* Task statement
Go through the lines below and copy any that hold the string "TEXT".

[Saved entries]
====

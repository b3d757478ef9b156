use chrono::Utc;
use rusqlite::Connection;
use tracing::info;

use crate::error::AppResult;

const USER_VERSION: i32 = 2;

pub fn run(conn: &Connection) -> AppResult<()> {
    conn.execute_batch(
        r#"
        CREATE TABLE IF NOT EXISTS migration_history (
            version INTEGER PRIMARY KEY,
            description TEXT NOT NULL,
            applied_at TEXT NOT NULL
        );
        "#,
    )?;

    let mut current_version: i32 = conn.query_row("PRAGMA user_version", [], |row| row.get(0))?;

    if current_version < 1 {
        info!(target: "app::db", version = current_version, "running migration v1");
        migrate_to_v1(conn)?;
        current_version = 1;
        conn.execute(&format!("PRAGMA user_version = {}", current_version), [])?;
        record_migration(conn, 1, "Add goal archive marker")?;
    }

    if current_version < 2 {
        info!(target: "app::db", version = current_version, "running migration v2");
        migrate_to_v2(conn)?;
        current_version = 2;
        conn.execute(&format!("PRAGMA user_version = {}", current_version), [])?;
        record_migration(conn, 2, "Index weekly logs by user and week")?;
    }

    debug_assert!(current_version >= USER_VERSION);

    Ok(())
}

fn migrate_to_v1(conn: &Connection) -> AppResult<()> {
    if !column_exists(conn, "goals", "archived_from_week")? {
        conn.execute_batch("ALTER TABLE goals ADD COLUMN archived_from_week TEXT;")?;
    }
    Ok(())
}

fn migrate_to_v2(conn: &Connection) -> AppResult<()> {
    conn.execute_batch(
        "CREATE INDEX IF NOT EXISTS idx_weekly_logs_user_week
             ON weekly_logs(user_id, week_start_date);",
    )?;
    Ok(())
}

fn column_exists(conn: &Connection, table: &str, column: &str) -> AppResult<bool> {
    let mut stmt = conn.prepare(&format!("PRAGMA table_info({table})"))?;
    let mut rows = stmt.query([])?;
    while let Some(row) = rows.next()? {
        let name: String = row.get("name")?;
        if name == column {
            return Ok(true);
        }
    }
    Ok(false)
}

fn record_migration(conn: &Connection, version: i32, description: &str) -> AppResult<()> {
    conn.execute(
        "INSERT OR IGNORE INTO migration_history (version, description, applied_at)
             VALUES (?1, ?2, ?3)",
        (version, description, Utc::now().to_rfc3339()),
    )?;
    Ok(())
}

====

* Answer box
            description TEXT NOT NULL,
            applied_at TEXT NOT NULL
        conn.execute_batch("ALTER TABLE goals ADD COLUMN archived_from_week TEXT;")?;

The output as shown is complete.